Characterization of Interventricular Conduction Measurements
Overview
- Phase
- Early Phase 1
- Intervention
- Not specified
- Conditions
- Heart Failure
- Sponsor
- Medtronic Cardiac Rhythm and Heart Failure
- Enrollment
- 25
- Primary Endpoint
- Measure how RV to LV conduction times are altered by pacing site in patients with a CRT system.
- Status
- Completed
- Last Updated
- 13 years ago
Overview
Brief Summary
This study is an effort to use left ventricular (LV) lead based measurements to identify late electrical activation and avoid scar.
Detailed Description
The aim of this study is to characterize how right ventricular (RV) to left ventricular (LV) conduction delays are altered by pacing site in patients with a cardiac resynchronization therapy (CRT) system. The study will be performed in conjunction with a CRT implant.
Investigators
Eligibility Criteria
Inclusion Criteria
- •Patient is greater than 18 years of age.
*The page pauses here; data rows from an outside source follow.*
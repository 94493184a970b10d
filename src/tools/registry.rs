// ABOUTME: Tool registry: schema projection for the model and lookup-and-invoke by name
// ABOUTME: Unknown tools and handler failures become error outcomes, never aborts
//
// SPDX-License-Identifier: MIT OR Apache-2.0
// Copyright (c) 2025 Pierre Fitness Intelligence

use std::time::Instant;

use serde_json::Value;
use tracing::{info, warn};

use super::implementations::{create_chef_tools, create_coach_tools};
use super::{McpTool, ToolExecutionContext};
use crate::llm::ToolDefinition;

/// Result of invoking a tool by name
#[derive(Debug, Clone, PartialEq)]
pub struct ToolOutcome {
    /// Text for the model
    pub text: String,
    /// Structured payload, when the tool produced one
    pub data: Option<Value>,
    /// Whether this is an error result
    pub is_error: bool,
}

impl ToolOutcome {
    fn error(text: String) -> Self {
        Self {
            text,
            data: None,
            is_error: true,
        }
    }
}

/// Ordered set of tools with unique names
pub struct ToolRegistry {
    tools: Vec<Box<dyn McpTool>>,
}

impl ToolRegistry {
    /// Build a registry; later tools with a name already present are dropped
    #[must_use]
    pub fn new(tools: Vec<Box<dyn McpTool>>) -> Self {
        let mut unique: Vec<Box<dyn McpTool>> = Vec::with_capacity(tools.len());
        for tool in tools {
            if unique.iter().any(|t| t.name() == tool.name()) {
                warn!(tool = tool.name(), "Duplicate tool name ignored");
                continue;
            }
            unique.push(tool);
        }
        Self { tools: unique }
    }

    /// Sgt Chef tools
    #[must_use]
    pub fn chef() -> Self {
        Self::new(create_chef_tools())
    }

    /// Accountability coach tools
    #[must_use]
    pub fn coach() -> Self {
        Self::new(create_coach_tools())
    }

    /// Every tool, for MCP clients
    #[must_use]
    pub fn all() -> Self {
        let mut tools = create_chef_tools();
        tools.extend(create_coach_tools());
        Self::new(tools)
    }

    /// Number of registered tools
    #[must_use]
    pub fn len(&self) -> usize {
        self.tools.len()
    }

    /// Whether the registry is empty
    #[must_use]
    pub fn is_empty(&self) -> bool {
        self.tools.is_empty()
    }

    /// Registered tool names in order
    #[must_use]
    pub fn names(&self) -> Vec<&'static str> {
        self.tools.iter().map(|t| t.name()).collect()
    }

    /// Whether a tool with this name exists
    #[must_use]
    pub fn contains(&self, name: &str) -> bool {
        self.find(name).is_some()
    }

    fn find(&self, name: &str) -> Option<&dyn McpTool> {
        self.tools
            .iter()
            .find(|t| t.name() == name)
            .map(AsRef::as_ref)
    }

    /// Schema projection for the model API
    #[must_use]
    pub fn definitions(&self) -> Vec<ToolDefinition> {
        self.tools
            .iter()
            .map(|tool| ToolDefinition {
                name: tool.name().to_owned(),
                description: tool.description().to_owned(),
                input_schema: serde_json::to_value(tool.input_schema())
                    .unwrap_or_else(|_| serde_json::json!({"type": "object"})),
            })
            .collect()
    }

    /// Look up a tool by name and run it
    ///
    /// Unknown names yield `Unknown tool: <name>`; handler failures yield
    /// `Tool Error: <message>`. Neither is retried.
    pub async fn invoke(&self, name: &str, args: Value, ctx: &ToolExecutionContext) -> ToolOutcome {
        let Some(tool) = self.find(name) else {
            warn!(tool = name, "Model requested unknown tool");
            return ToolOutcome::error(format!("Unknown tool: {name}"));
        };

        let started = Instant::now();
        match tool.execute(args, ctx).await {
            Ok(result) => {
                info!(
                    tool = name,
                    elapsed_ms = u64::try_from(started.elapsed().as_millis()).unwrap_or(u64::MAX),
                    "Tool executed"
                );
                ToolOutcome {
                    text: result.text,
                    data: result.data,
                    is_error: false,
                }
            }
            Err(e) => {
                warn!(tool = name, code = %e.code, "Tool execution failed");
                ToolOutcome::error(format!("Tool Error: {e}"))
            }
        }
    }
}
- •The patient or the patient's legally authorized representative is willing to give informed consent.
- •CRT indicated guidelines.
- •Patient is receiving a Medtronic IPG or ICD.
Exclusion Criteria
- •Patients who are pregnant.
- •Patient is in AF.
- •Patient with 3rd degree AV block.
Outcomes
Primary Outcomes
Measure how RV to LV conduction times are altered by pacing site in patients with a CRT system.
Time Frame: 30 minutes
This procedure will take approximately 30 minutes prior to implant of a CRT system. At completion of this study the patient is not followed and will be transferred to another study if enrolled in a clinical or followed as a routine implant by the center.